It's Time to End the War on Salt

The notion that hypertension is caused by a high-salt diet is more than 100 years old, but much of its history is punctuated by controversy. The earliest study that reported a positive correlation between salt intake and blood pressure in humans was published in 1904 and was refuted just 3 years later. A half-century later, Dr. Lewis Dahl conducted a study on rats that were bred to have differing susceptibility to developing hypertension. Dahl induced hypertension in the rats by feeding them 500 grams of sodium per day. Unsurprisingly, the rats developed hypertension......quickly. By reducing their sodium intake, Dahl proposed that there was a link between hypertension and salt intake. While there’s no dispute that Dahl’s research was well-intended, it was significantly flawed. For instance, the average American’s salt intake is roughly 8.5 grams of salt per day — compared to the 500 grams given to the rats in the study. Furthermore, hundreds of studies conducted since Dahl’s work have conclusively shown that reducing sodium intake alone does not significantly relieve hypertension. Reducing our salt intake isn’t necessarily a bad idea, except when it is. Simply cutting salt out of your diet completely can actually cause more harm than not cutting it out at all. When salt intake is reduced, your body responds by releasing aldosterone and renin which increase blood pressure.

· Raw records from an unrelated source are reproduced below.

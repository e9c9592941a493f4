//! The job registry: a process-wide, read-only mapping from job name
//! to job descriptor, populated once at startup.

use std::collections::HashMap;
use std::sync::Arc;

use crate::errors::RegistryError;
use crate::job::JobDescriptor;

/// Lightweight summary returned by `job_list`, rather than the full
/// descriptor (which isn't serializable — it owns a boxed callable).
#[derive(Debug, Clone, serde::Serialize)]
pub struct JobSummary {
    pub name: String,
    pub periodic: bool,
    pub timeout_secs: u64,
    pub can_overlap: bool,
}

/// Builder used at startup; registration is one-shot. Once built into
/// a [`JobRegistry`] the mapping is read-only and safely shared across
/// the scheduler and every worker without synchronization.
#[derive(Default)]
pub struct JobRegistryBuilder {
    descriptors: HashMap<String, JobDescriptor>,
}

impl JobRegistryBuilder {
    pub fn new() -> Self {
        Self::default()
    }

    /// Register a job descriptor. Fails fast on duplicate names.
    pub fn register(&mut self, descriptor: JobDescriptor) -> Result<&mut Self, RegistryError> {
        if self.descriptors.contains_key(&descriptor.name) {
            return Err(RegistryError::Duplicate(descriptor.name));
        }
        self.descriptors.insert(descriptor.name.clone(), descriptor);
        Ok(self)
    }

    pub fn build(self) -> JobRegistry {
        JobRegistry {
            descriptors: self.descriptors,
        }
    }
}

/// Immutable, process-wide job registry.
pub struct JobRegistry {
    descriptors: HashMap<String, JobDescriptor>,
}

pub type SharedJobRegistry = Arc<JobRegistry>;

impl JobRegistry {
    pub fn lookup(&self, name: &str) -> Result<&JobDescriptor, RegistryError> {
        self.descriptors
            .get(name)
            .ok_or_else(|| RegistryError::JobNotFound(name.to_string()))
    }

    /// All registered descriptors, optionally narrowed to `names`.
    pub fn list(&self, names: Option<&[String]>) -> Vec<JobSummary> {
        self.descriptors
            .values()
            .filter(|d| names.is_none_or(|ns| ns.iter().any(|n| n == &d.name)))
            .map(|d| JobSummary {
                name: d.name.clone(),
                periodic: d.schedule.is_some(),
                timeout_secs: d.timeout_secs,
                can_overlap: d.can_overlap,
            })
            .collect()
    }

    /// All periodic job descriptors, in registration (insertion) order
    /// is not guaranteed by `HashMap`; callers that need a stable
    /// tie-break order should sort by name, matching §4.3's
    /// "materialize in registration order" tie-break via a
    /// deterministic total order.
    pub fn periodic(&self) -> Vec<&JobDescriptor> {
        let mut descriptors: Vec<&JobDescriptor> = self
            .descriptors
            .values()
            .filter(|d| d.schedule.is_some())
            .collect();
        descriptors.sort_by(|a, b| a.name.cmp(&b.name));
        descriptors
    }
}

#[cfg(test)]
mod tests {
    use super::*;
    use crate::job::{Job, JobFuture, TaskContext};
    use serde_json::{Map, Value};

    struct NoopJob;
    impl Job for NoopJob {
        fn call(
            &self,
            _ctx: TaskContext,
            _args: Vec<Value>,
            _kwargs: Map<String, Value>,
        ) -> JobFuture {
            Box::pin(async { Ok(Value::Null) })
        }
    }

    fn descriptor(name: &str) -> JobDescriptor {
        JobDescriptor {
            name: name.to_string(),
            job: Box::new(NoopJob),
            schedule: None,
            default_args: vec![],
            default_kwargs: Map::new(),
            timeout_secs: 30,
            can_overlap: true,
            max_retries: 0,
        }
    }

    #[test]
    fn duplicate_registration_is_rejected() {
        let mut builder = JobRegistryBuilder::new();
        builder.register(descriptor("Addition")).unwrap();
        assert!(matches!(
            builder.register(descriptor("Addition")),
            Err(RegistryError::Duplicate(_))
        ));
    }

    #[test]
    fn lookup_missing_job_fails() {
        let registry = JobRegistryBuilder::new().build();
        assert!(matches!(
            registry.lookup("Unknown"),
            Err(RegistryError::JobNotFound(_))
        ));
    }
}
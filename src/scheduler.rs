//! The scheduler: materializes periodic jobs into tasks, answers
//! ad-hoc task-creation commands, and runs the reaper.

use std::collections::HashMap;
use std::sync::Mutex;

use crate::errors::SchedulerError;
use crate::queue::{Message, Queue};
use crate::registry::SharedJobRegistry;
use crate::task::{RevokedReason, TaskFilter, TaskPatch, TaskRecord, TaskStatus};
use chrono::{DateTime, Utc};
use serde_json::{Map, Value};
use tracing::{debug, info, warn};

/// Per periodic job: the calendar's memory of when it last ran and
/// when it's next due. Ephemeral — reset on restart.
#[derive(Debug, Clone, Copy)]
struct CalendarEntry {
    last_run_at: Option<DateTime<Utc>>,
    next_run_at: DateTime<Utc>,
}

/// Owns the periodic-job calendar and a reference to the store and
/// queue. Shared behind an `Arc` by the monitor and exposed to the
/// command surface.
pub struct Scheduler {
    registry: SharedJobRegistry,
    store: crate::task::SharedTaskStore,
    queue: std::sync::Arc<dyn Queue>,
    calendar: Mutex<HashMap<String, CalendarEntry>>,
}

impl Scheduler {
    pub fn new(
        registry: SharedJobRegistry,
        store: crate::task::SharedTaskStore,
        queue: std::sync::Arc<dyn Queue>,
    ) -> Self {
        let now = Utc::now();
        let calendar = registry
            .periodic()
            .into_iter()
            .map(|d| {
                (
                    d.name.clone(),
                    CalendarEntry {
                        last_run_at: None,
                        next_run_at: now,
                    },
                )
            })
            .collect();
        Self {
            registry,
            store,
            queue,
            calendar: Mutex::new(calendar),
        }
    }

    /// The scheduler's own `next_run`: the minimum `next_run_at` across
    /// the calendar. The monitor uses this to skip ticks cheaply.
    pub fn next_run(&self) -> Option<DateTime<Utc>> {
        self.calendar
            .lock()
            .unwrap()
            .values()
            .map(|e| e.next_run_at)
            .min()
    }

    /// The next scheduled run for one specific periodic job, or `None`
    /// if `name` isn't a registered periodic job. The command surface
    /// uses this for `next_scheduled`, where each job reports its own
    /// due time rather than the calendar-wide minimum.
    pub fn next_run_for(&self, name: &str) -> Option<DateTime<Utc>> {
        self.calendar
            .lock()
            .unwrap()
            .get(name)
            .map(|e| e.next_run_at)
    }

    /// Create a task for `name`, applying the overlap guard. Returns
    /// the existing record instead of creating a new one when
    /// `can_overlap` is false and a conflicting task is already
    /// in flight.
    pub async fn queue_task(
        &self,
        name: &str,
        args: Vec<Value>,
        kwargs: Map<String, Value>,
    ) -> Result<TaskRecord, SchedulerError> {
        let descriptor = self.registry.lookup(name)?;

        if !descriptor.can_overlap {
            let existing = self
                .store
                .filter(TaskFilter {
                    name: Some(name.to_string()),
                    status: None,
                })
                .await
                .into_iter()
                .find(|t| t.conflicts_with(name, &args));
            if let Some(task) = existing {
                debug!(task_id = %task.id, %name, "overlap guard returned existing task");
                return Ok(task);
            }
        }

        let now = Utc::now();
        let record = TaskRecord::builder()
            .name(name.to_string())
            .args(args)
            .kwargs(kwargs)
            .expiry(now + chrono::Duration::seconds(descriptor.timeout_secs as i64))
            .timeout_secs(descriptor.timeout_secs)
            .build();

        let created = self.store.create(record).await?;
        self.store.on_created(&created).await;
        self.queue.put(Message::request(created.id))?;
        info!(task_id = %created.id, %name, "task queued");
        Ok(created)
    }

    /// Advance the periodic calendar and run the reaper. Idempotent
    /// against being called more often than required: each calendar
    /// entry materializes at most once per scheduled instant.
    pub async fn tick(&self) -> Result<(), SchedulerError> {
        let now = Utc::now();
        let due: Vec<String> = {
            let calendar = self.calendar.lock().unwrap();
            let mut names: Vec<String> = calendar
                .iter()
                .filter(|(_, entry)| entry.next_run_at <= now)
                .map(|(name, _)| name.clone())
                .collect();
            // registration-order tie-break: `JobRegistry::periodic` already
            // returns a deterministic (name-sorted) order, re-derive it here.
            names.sort();
            names
        };

        for name in due {
            let descriptor = match self.registry.lookup(&name) {
                Ok(d) => d,
                Err(e) => {
                    warn!(%name, error = %e, "periodic job vanished from registry");
                    continue;
                }
            };
            self.queue_task(
                &name,
                descriptor.default_args.clone(),
                descriptor.default_kwargs.clone(),
            )
            .await?;

            let mut calendar = self.calendar.lock().unwrap();
            if let Some(entry) = calendar.get_mut(&name) {
                // Coalesce: even if several intervals were missed while
                // paused, compute the *next* occurrence from `now`, not
                // from the missed `next_run_at`, so only one catch-up
                // task is materialized.
                let next = descriptor
                    .schedule
                    .as_ref()
                    .expect("periodic descriptor always carries a schedule")
                    .next_after(now, entry.last_run_at)
                    .map_err(|source| SchedulerError::InvalidSchedule {
                        rule: name.clone(),
                        source,
                    })?;
                entry.last_run_at = Some(now);
                entry.next_run_at = next;
            }
        }

        self.reap().await;
        Ok(())
    }

    /// Transition any `STARTED` task whose `time_start + timeout` has
    /// elapsed to `REVOKED(WorkerLost)`. Covers a worker crashing
    /// mid-task without ever reporting back.
    async fn reap(&self) {
        let now = Utc::now();
        let started = self
            .store
            .filter(TaskFilter {
                name: None,
                status: Some(TaskStatus::Started),
            })
            .await;

        for task in started {
            let Some(time_start) = task.time_start else {
                continue;
            };
            let deadline = time_start + chrono::Duration::seconds(task.timeout_secs as i64);
            if now > deadline {
                warn!(task_id = %task.id, "reaper revoking task with lost worker");
                let result = self
                    .store
                    .update(
                        task.id,
                        TaskPatch {
                            status: TaskStatus::Revoked,
                            result: None,
                            revoked_reason: Some(RevokedReason::WorkerLost),
                        },
                    )
                    .await;
                if let Ok(task) = result {
                    self.store.on_finish(&task).await;
                }
            }
        }
    }
}

#[cfg(test)]
mod tests {
    use super::*;
    use crate::job::{Job, JobDescriptor, JobFuture, Schedule, TaskContext};
    use crate::queue::InProcessQueue;
    use crate::registry::JobRegistryBuilder;
    use crate::task::{InMemoryTaskStore, TaskStore};
    use std::sync::Arc;

    struct Addition;
    impl Job for Addition {
        fn call(
            &self,
            _ctx: TaskContext,
            args: Vec<Value>,
            _kwargs: Map<String, Value>,
        ) -> JobFuture {
            Box::pin(async move {
                let sum: i64 = args.iter().filter_map(|v| v.as_i64()).sum();
                Ok(Value::from(sum))
            })
        }
    }

    fn scheduler_with(
        descriptor: JobDescriptor,
    ) -> (
        Scheduler,
        Arc<InMemoryTaskStore>,
        crate::queue::InProcessConsumer,
    ) {
        let mut builder = JobRegistryBuilder::new();
        builder.register(descriptor).unwrap();
        let registry = Arc::new(builder.build());
        let store = Arc::new(InMemoryTaskStore::new());
        let (queue, consumer) = InProcessQueue::new(16);
        let scheduler = Scheduler::new(registry, store.clone(), Arc::new(queue));
        (scheduler, store, consumer)
    }

    #[tokio::test]
    async fn queue_task_creates_a_pending_record() {
        let (scheduler, _store, _consumer) = scheduler_with(JobDescriptor {
            name: "Addition".into(),
            job: Box::new(Addition),
            schedule: None,
            default_args: vec![],
            default_kwargs: Map::new(),
            timeout_secs: 30,
            can_overlap: true,
            max_retries: 0,
        });

        let task = scheduler
            .queue_task("Addition", vec![2.into(), 3.into()], Map::new())
            .await
            .unwrap();
        assert_eq!(task.status, TaskStatus::Pending);
    }

    #[tokio::test]
    async fn overlap_guard_returns_existing_task() {
        let (scheduler, _store, _consumer) = scheduler_with(JobDescriptor {
            name: "Addition".into(),
            job: Box::new(Addition),
            schedule: None,
            default_args: vec![],
            default_kwargs: Map::new(),
            timeout_secs: 30,
            can_overlap: false,
            max_retries: 0,
        });

        let first = scheduler
            .queue_task("Addition", vec![2.into()], Map::new())
            .await
            .unwrap();
        let second = scheduler
            .queue_task("Addition", vec![2.into()], Map::new())
            .await
            .unwrap();
        assert_eq!(first.id, second.id);
    }

    #[tokio::test]
    async fn tick_coalesces_missed_periodic_runs() {
        let (scheduler, store, _consumer) = scheduler_with(JobDescriptor {
            name: "Heartbeat".into(),
            job: Box::new(Addition),
            schedule: Some(Schedule::Interval(chrono::Duration::seconds(1))),
            default_args: vec![],
            default_kwargs: Map::new(),
            timeout_secs: 30,
            can_overlap: true,
            max_retries: 0,
        });

        // Simulate the calendar having fallen behind by forcing next_run_at
        // far into the past, as if several ticks were missed while paused.
        {
            let mut calendar = scheduler.calendar.lock().unwrap();
            let entry = calendar.get_mut("Heartbeat").unwrap();
            entry.next_run_at = Utc::now() - chrono::Duration::seconds(10);
        }

        scheduler.tick().await.unwrap();
        scheduler.tick().await.unwrap();

        let tasks = store
            .filter(TaskFilter {
                name: Some("Heartbeat".into()),
                status: None,
            })
            .await;
        assert_eq!(tasks.len(), 1, "only one catch-up task should materialize");
    }
}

If the sodium levels in your blood are too low, you could develop hyponatremia – a condition that causes the water levels in your blood to rise and the cells to swell. As with the now-debunked recommendations on dietary cholesterol and fat, the sodium-hypertension myth appears to be on the way out. History, and consumers, will not look kindly on organizations that continue to cling to their unjustified war on salt.